When GFB Blonde Ale was introduced in 2017, it was branded similarly to Firestone Walker’s ubiquitous 805. These were found in gas stations as single tallboy cans with a massive “GFB” on the front and tiny Green Flash logo in the corner. It was an attempt to distance itself from the brand’s hoppy craft beer reputation and entice a different consumer base. The 2019 branding has largely abandoned that marketing and shifted to making this an obvious core beer of the brewery. It’s still available in those massive 19oz cans but also in regular 6-packs of 12oz cans and bottles.
I’m reviewing this from a 12oz bottle dated 5/2/19, which puts it at 10 weeks old at the time of writing – well within the industry standard 4-month freshness window. Into the glass, GFB Blonde Ale is clear golden in color with a super-thick top of buttermilk-colored foam. Multi-sized bubbles are a good sign as is its ridiculously long, 3+ minutes of head retention.
Bringing up the glass, GFB has a familiar macro lager aroma with white crystalline sugar and Wonder Bread that combine for a doughnut character. Cereal grains come through as does a hint of lemon. As it warms up, fresh buttery biscuit comes through nicely.

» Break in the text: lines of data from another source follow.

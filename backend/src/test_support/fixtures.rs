//! Sample data centred on Colombo.

use chrono::{DateTime, TimeZone, Utc};

use crate::domain::Coordinate;
use crate::domain::ports::{AddressComponent, ProviderPlace, ReverseGeocodeResult};

/// Build a coordinate, panicking on invalid test input.
pub fn coordinate(latitude: f64, longitude: f64) -> Coordinate {
    match Coordinate::new(latitude, longitude) {
        Ok(coordinate) => coordinate,
        Err(error) => panic!("invalid fixture coordinate: {error}"),
    }
}

/// Colombo city centre.
pub fn colombo() -> Coordinate {
    coordinate(6.9271, 79.8612)
}

/// A fixed, readable instant.
pub fn fixed_instant() -> DateTime<Utc> {
    Utc.with_ymd_and_hms(2026, 3, 14, 9, 30, 0)
        .single()
        .unwrap_or_default()
}

fn component(name: &str, kinds: &[&str]) -> AddressComponent {
    AddressComponent {
        long_name: name.to_owned(),
        short_name: name.to_owned(),
        kinds: kinds.iter().map(|kind| (*kind).to_owned()).collect(),
    }
}

/// Reverse-geocode answer for central Colombo.
pub fn colombo_reverse_geocode() -> ReverseGeocodeResult {
    ReverseGeocodeResult {
        formatted_address: "Galle Face Centre Rd, Colombo 00300, Sri Lanka".to_owned(),
        place_id: Some("ChIJ-colombo-fort".to_owned()),
        components: vec![
            component("Galle Face Centre Road", &["route"]),
            component("Kollupitiya", &["sublocality_level_1", "sublocality", "political"]),
            component("Colombo", &["locality", "political"]),
            component("Thimbirigasyaya Divisional Secretariat", &["administrative_area_level_3", "political"]),
            component("Colombo District", &["administrative_area_level_2", "political"]),
            component("Western Province", &["administrative_area_level_1", "political"]),
            component("Sri Lanka", &["country", "political"]),
        ],
    }
}

fn place(id: Option<&str>, name: &str, tags: &[&str], latitude: f64, longitude: f64) -> ProviderPlace {
    ProviderPlace {
        id: id.map(str::to_owned),
        name: name.to_owned(),
        type_tags: tags.iter().map(|tag| (*tag).to_owned()).collect(),
        coordinate: coordinate(latitude, longitude),
        rating: Some(4.2),
        address: Some("Colombo, Sri Lanka".to_owned()),
    }
}

/// Facilities around central Colombo.
///
/// One place is tagged both `school` and `hospital` so it is returned by two
/// group searches, and one unnamed duplicate differs only below key
/// precision.
pub fn colombo_places() -> Vec<ProviderPlace> {
    vec![
        place(Some("ChIJ-royal"), "Royal College", &["school", "secondary_school"], 6.9040, 79.8600),
        place(Some("ChIJ-visakha"), "Visakha Vidyalaya", &["school"], 6.8800, 79.8650),
        place(Some("ChIJ-ananda"), "Ananda College", &["secondary_school"], 6.9275, 79.8700),
        place(Some("ChIJ-nhsl"), "National Hospital of Sri Lanka", &["hospital"], 6.9180, 79.8675),
        place(Some("ChIJ-lrh"), "Lady Ridgeway Hospital", &["hospital"], 6.9160, 79.8770),
        place(
            Some("ChIJ-nursing"),
            "Colombo School of Nursing",
            &["school", "hospital"],
            6.9195,
            79.8660,
        ),
        place(None, "Kollupitiya Dispensary", &["pharmacy"], 6.9110, 79.8490),
        place(None, "Kollupitiya Dispensary", &["pharmacy"], 6.911_01, 79.849_04),
        place(Some("ChIJ-boc"), "Bank of Ceylon", &["bank", "atm"], 6.9335, 79.8450),
        place(Some("ChIJ-gangaramaya"), "Gangaramaya Temple", &["point_of_interest"], 6.9167, 79.8565),
        place(Some("ChIJ-fort-station"), "Colombo Fort Railway Station", &["train_station"], 6.9344, 79.8502),
        place(Some("ChIJ-viharamahadevi"), "Viharamahadevi Park", &["park"], 6.9130, 79.8630),
    ]
}
//! Geospatial site analysis: enrich a coordinate with address,
//! administrative, facility, routing, nearby-city, and imagery context.

pub mod config;
pub mod domain;
pub mod outbound;
#[cfg(any(test, feature = "test-support"))]
pub mod test_support;

pub use config::AnalysisSettings;
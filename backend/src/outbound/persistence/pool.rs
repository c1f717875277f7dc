//! Async connection pool for Diesel PostgreSQL connections.
//!
//! Wraps `diesel-async` and `bb8`. Checkout honours the configured timeout
//! and all failures surface as [`PoolError`].

use std::time::Duration;

use diesel_async::AsyncPgConnection;
use diesel_async::pooled_connection::AsyncDieselConnectionManager;
use diesel_async::pooled_connection::bb8::{Pool, PooledConnection};

/// Errors raised while building or using the pool.
#[derive(Debug, Clone, PartialEq, Eq, thiserror::Error)]
pub enum PoolError {
    #[error("failed to get connection from pool: {message}")]
    Checkout { message: String },

    #[error("failed to build connection pool: {message}")]
    Build { message: String },
}

impl PoolError {
    pub fn checkout(message: impl Into<String>) -> Self {
        Self::Checkout {
            message: message.into(),
        }
    }

    pub fn build(message: impl Into<String>) -> Self {
        Self::Build {
            message: message.into(),
        }
    }

    /// Human-readable detail without the variant prefix.
    pub fn into_message(self) -> String {
        match self {
            Self::Checkout { message } | Self::Build { message } => message,
        }
    }
}

/// Pool sizing and checkout limits.
///
/// ```ignore
/// let config = PoolConfig::new("postgres://analysis@localhost/geo")
///     .with_max_size(16)
///     .with_connection_timeout(Duration::from_secs(5));
/// ```
#[derive(Debug, Clone)]
pub struct PoolConfig {
    database_url: String,
    max_size: u32,
    min_idle: Option<u32>,
    connection_timeout: Duration,
}

impl PoolConfig {
    /// Defaults: eight connections, one idle, five-second checkout timeout.
    pub fn new(database_url: impl Into<String>) -> Self {
        Self {
            database_url: database_url.into(),
            max_size: 8,
            min_idle: Some(1),
            connection_timeout: Duration::from_secs(5),
        }
    }

    #[must_use]
    pub fn with_max_size(mut self, max_size: u32) -> Self {
        self.max_size = max_size.max(1);
        self
    }

    #[must_use]
    pub fn with_min_idle(mut self, min_idle: Option<u32>) -> Self {
        self.min_idle = min_idle;
        self
    }

    #[must_use]
    pub fn with_connection_timeout(mut self, timeout: Duration) -> Self {
        self.connection_timeout = timeout;
        self
    }

    pub fn database_url(&self) -> &str {
        &self.database_url
    }
}

/// Shared pool of async PostgreSQL connections.
#[derive(Clone)]
pub struct DbPool {
    inner: Pool<AsyncPgConnection>,
}

impl DbPool {
    /// Build the pool.
    ///
    /// # Errors
    ///
    /// [`PoolError::Build`] when the URL is invalid or the initial
    /// connections cannot be opened.
    pub async fn new(config: PoolConfig) -> Result<Self, PoolError> {
        let manager = AsyncDieselConnectionManager::<AsyncPgConnection>::new(&config.database_url);
        let inner = Pool::builder()
            .max_size(config.max_size)
            .min_idle(config.min_idle)
            .connection_timeout(config.connection_timeout)
            .build(manager)
            .await
            .map_err(|err| PoolError::build(err.to_string()))?;
        Ok(Self { inner })
    }

    /// Check out a connection.
    ///
    /// # Errors
    ///
    /// [`PoolError::Checkout`] when no connection frees up in time.
    pub async fn get(&self) -> Result<PooledConnection<'_, AsyncPgConnection>, PoolError> {
        self.inner
            .get()
            .await
            .map_err(|err| PoolError::checkout(err.to_string()))
    }
}

#[cfg(test)]
mod tests {
    use super::*;
    use rstest::rstest;

    #[rstest]
    fn defaults_suit_a_single_service_instance() {
        let config = PoolConfig::new("postgres://localhost/geo");

        assert_eq!(config.database_url(), "postgres://localhost/geo");
        assert_eq!(config.max_size, 8);
        assert_eq!(config.min_idle, Some(1));
        assert_eq!(config.connection_timeout, Duration::from_secs(5));
    }

    #[rstest]
    #[case(0, 1)]
    #[case(1, 1)]
    #[case(32, 32)]
    fn max_size_never_drops_below_one(#[case] requested: u32, #[case] expected: u32) {
        assert_eq!(PoolConfig::new("postgres://localhost/geo").with_max_size(requested).max_size, expected);
    }

    #[rstest]
    fn errors_keep_their_detail() {
        assert_eq!(PoolError::checkout("refused").into_message(), "refused");
        assert!(PoolError::build("bad url").to_string().contains("bad url"));
    }
}
//! Deterministic doubles shared by unit, integration, and behaviour tests.

mod clock;
mod fixtures;
mod gateway;
mod stores;

pub use clock::MutableClock;
pub use fixtures::{colombo, colombo_places, colombo_reverse_geocode, coordinate, fixed_instant};
pub use gateway::{GatewayCalls, ScriptedGeoGateway};
pub use stores::{FailingBundleRepository, PanickingCityStore};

Flavors here tend to match the aroma. GFB Blonde is grain-forward with ample sugar and practically no bitterness. Liquified bread flavors dominate with more of that buttery biscuit and just a touch of lemon for balance. The mouthfeel is soft and creamy with just a little roughness around the edges but still excellent. Despite leaning sweet, it isn’t sticky or cloying. Instead, I get more of a throw-back American beer vibe with flavors that remind me of excellent cream ales and pale lagers. There’s almost a rustic grain character within.
I compared this side-by-side with Green Flash’s limited summer release, Baja Bound Lager, a “Pacific Lager” that somewhat overlaps with GFB Blonde Ale as a non-hoppy, session blonde beer. However, Baja Bound was far too sweet and really underscored GFB Blonde’s brilliant execution.
Perceived Specs for Green Flash GFB Blonde Ale
The original purpose of GFB Blonde Ale was to attract traditionally non-craft beer drinkers, so Green Flash has done a good job here making the beer smell and taste familiar. Though it leans sweet, it’s still immensely drinkable and well-constructed. It’s also vitally important to have a non-hoppy alternative available for drinkers lest you become pigeon-holed into an IPA-only brewery like Stone who even made their new year-round lager taste like an IPA. The flip side is that competition is even tougher for these blonde ales as they start to compete with macro pale lagers. But we’ve seen great success with Firestone’s 805 blonde ale, so I have hope that this craft segment is viable.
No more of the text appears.